Problem statement
Go through the entries below. Copy each line in which "forwarded" appears.

═════ Material for this task ═════

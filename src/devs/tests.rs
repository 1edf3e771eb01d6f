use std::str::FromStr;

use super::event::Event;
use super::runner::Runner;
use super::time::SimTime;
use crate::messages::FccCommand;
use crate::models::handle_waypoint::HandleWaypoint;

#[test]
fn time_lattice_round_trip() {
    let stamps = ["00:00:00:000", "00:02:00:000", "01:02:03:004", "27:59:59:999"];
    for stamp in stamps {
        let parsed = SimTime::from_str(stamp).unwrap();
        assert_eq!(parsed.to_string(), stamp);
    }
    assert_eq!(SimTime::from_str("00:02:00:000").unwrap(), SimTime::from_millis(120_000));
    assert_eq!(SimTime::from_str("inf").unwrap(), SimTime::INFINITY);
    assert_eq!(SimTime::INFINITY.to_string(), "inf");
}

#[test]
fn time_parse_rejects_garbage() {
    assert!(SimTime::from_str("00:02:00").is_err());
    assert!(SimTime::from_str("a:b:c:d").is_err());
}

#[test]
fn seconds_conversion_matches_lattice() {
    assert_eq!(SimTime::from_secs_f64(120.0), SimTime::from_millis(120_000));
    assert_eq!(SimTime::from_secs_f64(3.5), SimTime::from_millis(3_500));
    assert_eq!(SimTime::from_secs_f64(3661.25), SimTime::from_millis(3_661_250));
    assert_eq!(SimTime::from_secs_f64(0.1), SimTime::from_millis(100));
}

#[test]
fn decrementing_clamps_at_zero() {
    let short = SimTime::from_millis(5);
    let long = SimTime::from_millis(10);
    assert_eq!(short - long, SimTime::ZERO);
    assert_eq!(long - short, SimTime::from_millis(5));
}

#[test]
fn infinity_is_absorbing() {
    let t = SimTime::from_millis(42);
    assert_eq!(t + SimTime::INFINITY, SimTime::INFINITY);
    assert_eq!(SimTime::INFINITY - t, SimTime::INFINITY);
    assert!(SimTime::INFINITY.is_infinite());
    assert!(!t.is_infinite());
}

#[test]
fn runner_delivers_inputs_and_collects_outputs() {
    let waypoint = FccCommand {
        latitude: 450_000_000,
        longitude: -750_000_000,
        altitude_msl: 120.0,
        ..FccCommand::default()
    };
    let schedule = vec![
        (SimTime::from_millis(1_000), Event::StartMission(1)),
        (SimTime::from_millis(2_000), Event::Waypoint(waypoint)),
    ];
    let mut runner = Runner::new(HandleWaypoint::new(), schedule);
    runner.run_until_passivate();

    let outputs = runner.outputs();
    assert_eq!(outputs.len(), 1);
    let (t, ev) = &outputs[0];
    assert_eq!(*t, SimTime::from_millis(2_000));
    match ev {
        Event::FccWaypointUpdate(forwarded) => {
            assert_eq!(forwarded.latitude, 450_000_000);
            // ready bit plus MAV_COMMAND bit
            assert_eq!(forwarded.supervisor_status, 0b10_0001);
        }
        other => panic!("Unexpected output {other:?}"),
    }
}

═════
═════ Material for this task ═════

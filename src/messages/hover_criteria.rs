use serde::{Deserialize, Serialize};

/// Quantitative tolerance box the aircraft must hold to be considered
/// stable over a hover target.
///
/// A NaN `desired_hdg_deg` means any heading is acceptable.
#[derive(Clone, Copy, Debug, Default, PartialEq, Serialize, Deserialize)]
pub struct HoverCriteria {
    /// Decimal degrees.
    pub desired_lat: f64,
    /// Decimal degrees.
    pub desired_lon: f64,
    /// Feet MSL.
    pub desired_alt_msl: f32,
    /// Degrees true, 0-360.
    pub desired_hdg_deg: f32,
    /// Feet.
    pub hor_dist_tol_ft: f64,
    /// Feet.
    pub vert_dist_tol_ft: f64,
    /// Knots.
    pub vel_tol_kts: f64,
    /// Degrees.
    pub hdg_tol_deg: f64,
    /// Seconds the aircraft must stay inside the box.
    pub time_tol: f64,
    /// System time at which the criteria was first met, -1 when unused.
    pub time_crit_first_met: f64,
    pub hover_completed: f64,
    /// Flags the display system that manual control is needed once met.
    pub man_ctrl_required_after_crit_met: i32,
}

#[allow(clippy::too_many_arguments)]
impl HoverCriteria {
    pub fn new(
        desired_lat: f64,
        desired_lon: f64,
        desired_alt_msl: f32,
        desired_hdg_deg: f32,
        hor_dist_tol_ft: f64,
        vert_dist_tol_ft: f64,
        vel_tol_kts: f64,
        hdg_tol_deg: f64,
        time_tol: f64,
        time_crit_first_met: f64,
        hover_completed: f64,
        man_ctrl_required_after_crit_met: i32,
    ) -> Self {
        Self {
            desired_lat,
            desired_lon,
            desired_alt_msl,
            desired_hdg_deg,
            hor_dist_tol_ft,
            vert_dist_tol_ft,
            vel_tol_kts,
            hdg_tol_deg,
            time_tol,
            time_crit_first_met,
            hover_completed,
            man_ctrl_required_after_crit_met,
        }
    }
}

═════
═════ Material for this task ═════

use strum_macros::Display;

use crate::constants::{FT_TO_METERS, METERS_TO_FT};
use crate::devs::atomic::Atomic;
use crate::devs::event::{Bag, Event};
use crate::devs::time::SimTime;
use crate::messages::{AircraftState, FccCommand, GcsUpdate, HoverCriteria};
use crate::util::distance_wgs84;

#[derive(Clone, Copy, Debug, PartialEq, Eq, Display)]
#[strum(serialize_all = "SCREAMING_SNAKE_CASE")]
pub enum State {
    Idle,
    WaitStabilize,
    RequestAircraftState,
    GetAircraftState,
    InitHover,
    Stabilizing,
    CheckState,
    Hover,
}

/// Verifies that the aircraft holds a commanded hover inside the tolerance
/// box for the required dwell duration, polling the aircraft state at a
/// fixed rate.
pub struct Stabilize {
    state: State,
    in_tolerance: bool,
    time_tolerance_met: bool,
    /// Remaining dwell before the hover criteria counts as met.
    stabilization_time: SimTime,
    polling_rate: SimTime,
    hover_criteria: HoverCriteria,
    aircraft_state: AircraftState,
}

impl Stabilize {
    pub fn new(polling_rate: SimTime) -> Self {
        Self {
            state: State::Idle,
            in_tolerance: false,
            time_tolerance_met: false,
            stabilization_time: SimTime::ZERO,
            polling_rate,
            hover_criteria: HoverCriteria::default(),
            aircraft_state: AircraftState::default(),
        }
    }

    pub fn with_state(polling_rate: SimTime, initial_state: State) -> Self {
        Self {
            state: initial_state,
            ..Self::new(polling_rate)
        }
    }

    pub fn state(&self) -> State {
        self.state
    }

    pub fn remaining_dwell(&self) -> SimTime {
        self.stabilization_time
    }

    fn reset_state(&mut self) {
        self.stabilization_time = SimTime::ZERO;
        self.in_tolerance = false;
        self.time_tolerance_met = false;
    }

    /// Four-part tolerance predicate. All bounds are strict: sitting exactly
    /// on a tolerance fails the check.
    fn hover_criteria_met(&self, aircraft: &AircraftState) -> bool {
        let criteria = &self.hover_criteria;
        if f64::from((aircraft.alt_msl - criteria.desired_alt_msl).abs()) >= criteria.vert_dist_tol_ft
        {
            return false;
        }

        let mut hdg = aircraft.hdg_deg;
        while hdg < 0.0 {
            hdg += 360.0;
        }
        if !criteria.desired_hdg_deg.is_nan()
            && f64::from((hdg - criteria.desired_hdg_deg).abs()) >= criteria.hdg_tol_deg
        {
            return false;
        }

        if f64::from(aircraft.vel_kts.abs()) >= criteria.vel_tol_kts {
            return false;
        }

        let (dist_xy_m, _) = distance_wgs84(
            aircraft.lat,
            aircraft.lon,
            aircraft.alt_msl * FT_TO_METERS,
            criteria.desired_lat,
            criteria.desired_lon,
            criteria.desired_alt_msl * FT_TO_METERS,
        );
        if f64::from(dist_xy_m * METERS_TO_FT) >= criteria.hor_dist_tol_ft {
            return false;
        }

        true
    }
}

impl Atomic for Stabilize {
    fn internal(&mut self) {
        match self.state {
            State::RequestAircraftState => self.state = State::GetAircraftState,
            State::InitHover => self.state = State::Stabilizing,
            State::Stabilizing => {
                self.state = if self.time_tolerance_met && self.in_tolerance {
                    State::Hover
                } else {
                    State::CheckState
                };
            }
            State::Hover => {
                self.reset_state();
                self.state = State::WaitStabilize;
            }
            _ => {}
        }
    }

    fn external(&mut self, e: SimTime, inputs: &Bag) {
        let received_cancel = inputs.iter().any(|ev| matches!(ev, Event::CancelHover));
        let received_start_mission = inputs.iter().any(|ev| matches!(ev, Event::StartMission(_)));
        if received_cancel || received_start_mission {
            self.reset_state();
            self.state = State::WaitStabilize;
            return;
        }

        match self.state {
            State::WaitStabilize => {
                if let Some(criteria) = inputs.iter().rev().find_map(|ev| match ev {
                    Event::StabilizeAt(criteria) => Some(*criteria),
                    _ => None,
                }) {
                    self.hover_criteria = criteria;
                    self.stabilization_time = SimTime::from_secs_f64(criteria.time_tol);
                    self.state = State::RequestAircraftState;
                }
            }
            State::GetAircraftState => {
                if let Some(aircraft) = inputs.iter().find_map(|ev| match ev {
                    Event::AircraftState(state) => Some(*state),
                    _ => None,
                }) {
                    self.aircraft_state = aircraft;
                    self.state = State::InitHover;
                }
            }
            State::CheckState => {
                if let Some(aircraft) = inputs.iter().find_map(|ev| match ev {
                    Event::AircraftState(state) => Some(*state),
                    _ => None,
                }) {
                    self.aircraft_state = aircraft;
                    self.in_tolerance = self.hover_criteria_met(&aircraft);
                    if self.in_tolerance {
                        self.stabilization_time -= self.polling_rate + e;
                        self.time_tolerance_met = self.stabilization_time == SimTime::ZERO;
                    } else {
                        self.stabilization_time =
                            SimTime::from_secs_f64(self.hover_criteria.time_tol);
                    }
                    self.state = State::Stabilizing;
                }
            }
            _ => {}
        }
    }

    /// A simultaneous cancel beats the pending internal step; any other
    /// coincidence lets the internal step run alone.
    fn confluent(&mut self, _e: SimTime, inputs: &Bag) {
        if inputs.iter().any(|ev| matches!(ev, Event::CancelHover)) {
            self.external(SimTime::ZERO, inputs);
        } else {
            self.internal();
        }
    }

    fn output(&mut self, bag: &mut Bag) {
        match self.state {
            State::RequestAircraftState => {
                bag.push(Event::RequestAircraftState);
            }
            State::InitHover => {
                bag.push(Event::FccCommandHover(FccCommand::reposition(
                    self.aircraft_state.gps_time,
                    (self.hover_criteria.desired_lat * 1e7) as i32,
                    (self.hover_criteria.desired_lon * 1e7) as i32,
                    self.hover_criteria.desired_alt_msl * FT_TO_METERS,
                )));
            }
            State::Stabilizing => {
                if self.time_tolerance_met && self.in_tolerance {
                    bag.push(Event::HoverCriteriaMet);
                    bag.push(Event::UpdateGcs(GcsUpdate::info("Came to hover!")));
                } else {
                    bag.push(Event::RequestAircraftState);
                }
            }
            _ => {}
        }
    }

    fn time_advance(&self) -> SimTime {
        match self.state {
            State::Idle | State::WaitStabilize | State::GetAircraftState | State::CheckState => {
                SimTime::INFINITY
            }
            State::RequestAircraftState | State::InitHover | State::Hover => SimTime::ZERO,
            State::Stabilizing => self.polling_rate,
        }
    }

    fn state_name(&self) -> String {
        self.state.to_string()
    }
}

═════

Your response
        Event::FccWaypointUpdate(forwarded) => {
            assert_eq!(forwarded.latitude, 450_000_000);
            assert_eq!(forwarded.supervisor_status, 0b10_0001);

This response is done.